Spring Boot Actuator

Spring Boot Actuator is included in the application’s dependencies:
<dependency>
  <groupId>org.springframework.boot</groupId>
  <artifactId>spring-boot-starter-actuator</artifactId>
</dependency>
Actuator provides production-ready features including:
  • Health check endpoints
  • Application metrics
  • HTTP request tracing
  • JVM and system metrics
  • Custom application-specific metrics

Health check endpoints

Actuator exposes health information through HTTP endpoints that you can use for load balancer checks, container orchestration, and monitoring systems.

Basic configuration

Add these settings to application.properties:
# Enable health endpoint
management.endpoints.web.exposure.include=health,info,metrics,prometheus
management.endpoint.health.show-details=when-authorized
management.endpoint.health.probes.enabled=true

# Customize management port (optional - use different port than main app)
management.server.port=8081
Using a separate management port (8081) allows you to expose health checks to internal networks while keeping the main application (8080) behind a firewall.

Available health endpoints

Returns aggregated health status of all components:
curl http://localhost:8080/actuator/health
Response:
{
  "status": "UP",
  "components": {
    "db": {
      "status": "UP",
      "details": {
        "database": "PostgreSQL",
        "validationQuery": "isValid()"
      }
    },
    "diskSpace": {
      "status": "UP",
      "details": {
        "total": 499963174912,
        "free": 336889606144,
        "threshold": 10485760,
        "exists": true
      }
    },
    "ping": {
      "status": "UP"
    }
  }
}
Status codes:
  • 200 OK when status is UP
  • 503 Service Unavailable when status is DOWN or OUT_OF_SERVICE
Indicates whether the application is running and should be restarted if unhealthy:
curl http://localhost:8080/actuator/health/liveness
Response:
{
  "status": "UP"
}
Use this for Kubernetes livenessProbe configuration.
Indicates whether the application is ready to accept traffic:
curl http://localhost:8080/actuator/health/readiness
Response:
{
  "status": "UP"
}
Use this for Kubernetes readinessProbe configuration.
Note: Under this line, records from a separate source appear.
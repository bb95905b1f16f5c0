//! Picking list parser: pages in, consolidated line items out.

use std::time::Instant;

use tracing::{debug, info};

use crate::error::ExtractionError;
use crate::models::config::{ExtractionConfig, PickrConfig};
use crate::models::manifest::{ParseResult, TokenizerMode};

use super::consolidate::consolidate;
use super::rules::{boundary::PackingDetector, header::extract_header, split::CodeSplitter, SplitPolicy};
use super::tokenizer::Tokenizer;
use super::{ManifestParser, Result};

/// Page separator used when a whole document arrives as one string.
pub const PAGE_BREAK: char = '\u{000C}';

/// Rule-based picking list parser.
pub struct PickingListParser {
    config: ExtractionConfig,
    splitter: Box<dyn CodeSplitter>,
}

impl PickingListParser {
    /// Create a parser with default settings.
    pub fn new() -> Self {
        Self {
            config: ExtractionConfig::default(),
            splitter: Box::new(SplitPolicy::default()),
        }
    }

    /// Create a parser from a full configuration.
    pub fn from_config(config: &PickrConfig) -> Self {
        Self {
            config: config.extraction.clone(),
            splitter: Box::new(config.split.clone()),
        }
    }

    /// Set the tokenizer mode.
    pub fn with_mode(mut self, mode: TokenizerMode) -> Self {
        self.config.mode = mode;
        self
    }

    /// Replace the legacy code / description splitter.
    pub fn with_splitter(mut self, splitter: Box<dyn CodeSplitter>) -> Self {
        self.splitter = splitter;
        self
    }

    /// Restrict the warehouse tags that may end a record in segment mode.
    pub fn with_segment_markers(mut self, markers: Vec<String>) -> Self {
        self.config.segment_markers = markers;
        self
    }
}

impl Default for PickingListParser {
    fn default() -> Self {
        Self::new()
    }
}

impl ManifestParser for PickingListParser {
    fn parse_pages(&self, pages: &[String]) -> Result<ParseResult> {
        let start = Instant::now();
        let mut warnings = Vec::new();

        info!("Parsing picking list from {} pages", pages.len());

        let header = extract_header(pages.first().map(String::as_str).unwrap_or(""));
        if header.is_empty() {
            warnings.push("No header fields found on the first page".to_string());
        } else if header.order_number.is_none() {
            warnings.push("Could not extract order number".to_string());
        }
        if let (Some(date), None) = (&header.date, header.parsed_date()) {
            warnings.push(format!("Issue date {} is not a calendar date", date));
        }
        if let (Some(time), None) = (&header.time, header.parsed_time()) {
            warnings.push(format!("Issue time {} is not a valid time", time));
        }

        let detector = PackingDetector::new(self.config.packing_markers.clone());
        let packing_start = detector.find_packing_start(pages);
        if packing_start.is_none() {
            warnings.push("Packing section not found; all pages read as order lines".to_string());
        }

        let order_pages = &pages[..packing_start.unwrap_or(pages.len())];
        let outcome = Tokenizer::new(&self.config, self.splitter.as_ref()).tokenize(order_pages);

        if outcome.records.is_empty() {
            return Err(ExtractionError::NoRecords {
                candidates: outcome.stats.candidates,
            });
        }

        if outcome.stats.dropped() > 0 {
            warnings.push(format!(
                "{} of {} candidate lines did not match the line pattern",
                outcome.stats.dropped(),
                outcome.stats.candidates
            ));
        }

        let consolidated = consolidate(&outcome.records);

        debug!(
            "Extracted {} records, {} after consolidation, packing start {:?}",
            outcome.records.len(),
            consolidated.len(),
            packing_start
        );

        Ok(ParseResult {
            header,
            records: outcome.records,
            consolidated,
            packing_start,
            page_count: pages.len(),
            stats: outcome.stats,
            warnings,
            processing_time_ms: start.elapsed().as_millis() as u64,
        })
    }

    fn parse_text(&self, text: &str) -> Result<ParseResult> {
        let pages: Vec<String> = text.split(PAGE_BREAK).map(str::to_string).collect();
        self.parse_pages(&pages)
    }
}
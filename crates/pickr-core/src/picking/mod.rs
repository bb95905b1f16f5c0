//! Picking list line item extraction module.

pub mod consolidate;
mod parser;
pub mod rules;
pub mod tokenizer;

pub use consolidate::{consolidate, duplicate_groups};
pub use parser::{PickingListParser, PAGE_BREAK};
pub use tokenizer::{TokenizeOutcome, Tokenizer};

use tracing::info;

use crate::error::{ExtractionError, PdfError};
use crate::models::config::PickrConfig;
use crate::models::manifest::ParseResult;
use crate::pdf::{PdfExtractor, PdfProcessor};

/// Result type for extraction operations.
pub type Result<T> = std::result::Result<T, ExtractionError>;

/// Trait for picking list parsers.
pub trait ManifestParser {
    /// Parse a document given as page texts in order.
    fn parse_pages(&self, pages: &[String]) -> Result<ParseResult>;

    /// Parse a document given as one string with form-feed page breaks.
    fn parse_text(&self, text: &str) -> Result<ParseResult>;
}

/// Read a picking list PDF and run the whole pipeline on it.
///
/// A PDF without any text layer (a scan) fails with
/// [`PdfError::TextExtraction`].
pub fn extract_from_pdf(data: &[u8], config: &PickrConfig) -> crate::Result<ParseResult> {
    let mut extractor = PdfExtractor::from_config(&config.pdf);
    extractor.load(data)?;

    let pages = extractor.page_texts()?;
    info!("Read {} pages of text", pages.len());

    if pages.iter().all(|page| page.trim().is_empty()) {
        return Err(PdfError::TextExtraction(format!(
            "no text on any of {} pages",
            pages.len()
        ))
        .into());
    }

    let parser = PickingListParser::from_config(config);
    Ok(parser.parse_pages(&pages)?)
}

#[cfg(test)]
mod tests {
    use super::*;
    use crate::error::PickrError;
    use crate::pdf::fixtures::pdf_with_pages;

    #[test]
    fn test_pdf_without_text_layer() {
        let data = pdf_with_pages(&[&[], &[]]);
        let err = extract_from_pdf(&data, &PickrConfig::default()).unwrap_err();
        assert!(matches!(
            err,
            PickrError::Pdf(PdfError::TextExtraction(ref msg)) if msg.contains("2 pages")
        ));
    }

    #[test]
    fn test_garbage_bytes_are_a_pdf_error() {
        let err = extract_from_pdf(b"%PDF-nonsense", &PickrConfig::default()).unwrap_err();
        assert!(matches!(err, PickrError::Pdf(PdfError::Parse(_))));
    }

    #[test]
    fn test_text_pdf_without_lines_is_no_records() {
        let data = pdf_with_pages(&[&["PICKING LIST"], &["nothing to pick here"]]);
        let err = extract_from_pdf(&data, &PickrConfig::default()).unwrap_err();
        assert!(matches!(
            err,
            PickrError::Extraction(ExtractionError::NoRecords { .. })
        ));
    }
}
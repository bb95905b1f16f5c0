//! Copying the packing section out of the original document.

use lopdf::Document;
use tracing::debug;

use super::Result;
use crate::error::PdfError;

/// Build a PDF holding the original's pages from `start` (0-based) to the end.
///
/// This is the part of re-assembly that only needs the boundary index; the
/// caller appends the result after its own rendered pages.
pub fn packing_tail(data: &[u8], start: usize) -> Result<Vec<u8>> {
    let mut doc = Document::load_mem(data).map_err(|e| PdfError::Parse(e.to_string()))?;
    if doc.is_encrypted() && doc.decrypt("").is_err() {
        return Err(PdfError::Encrypted);
    }

    let pages = doc.get_pages();
    if pages.is_empty() {
        return Err(PdfError::NoPages);
    }
    if start >= pages.len() {
        return Err(PdfError::InvalidPage(start));
    }

    // Page numbers are 1-based, so pages 1..=start precede the boundary.
    let leading: Vec<u32> = pages
        .keys()
        .copied()
        .filter(|number| (*number as usize) <= start)
        .collect();

    debug!(
        "Keeping {} of {} pages from index {}",
        pages.len() - leading.len(),
        pages.len(),
        start
    );

    doc.delete_pages(&leading);
    doc.prune_objects();
    doc.compress();

    let mut output = Vec::new();
    doc.save_to(&mut output)
        .map_err(|e| PdfError::Write(e.to_string()))?;
    Ok(output)
}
The application is marked as not ready if:
  • Database connection is unavailable
  • Required external services are down
  • Application is shutting down

Load balancer health checks

Configure your load balancer to use the health endpoint:
1

Choose the health endpoint

Use /actuator/health for general health or /actuator/health/readiness for more accurate traffic routing.
2

Configure check interval

Set appropriate intervals to balance responsiveness and overhead:
  • Interval: 10-30 seconds
  • Timeout: 5 seconds
  • Unhealthy threshold: 2-3 consecutive failures
  • Healthy threshold: 2 consecutive successes
3

Set up monitoring alerts

Alert when instances fail health checks:
# Example: monitor with curl
if ! curl -f http://localhost:8080/actuator/health > /dev/null 2>&1; then
  echo "Health check failed" | mail -s "OrgStack Alert" [email protected]
fi
Never expose /actuator/health with show-details=always in production without authentication. Health details can reveal sensitive information about your infrastructure.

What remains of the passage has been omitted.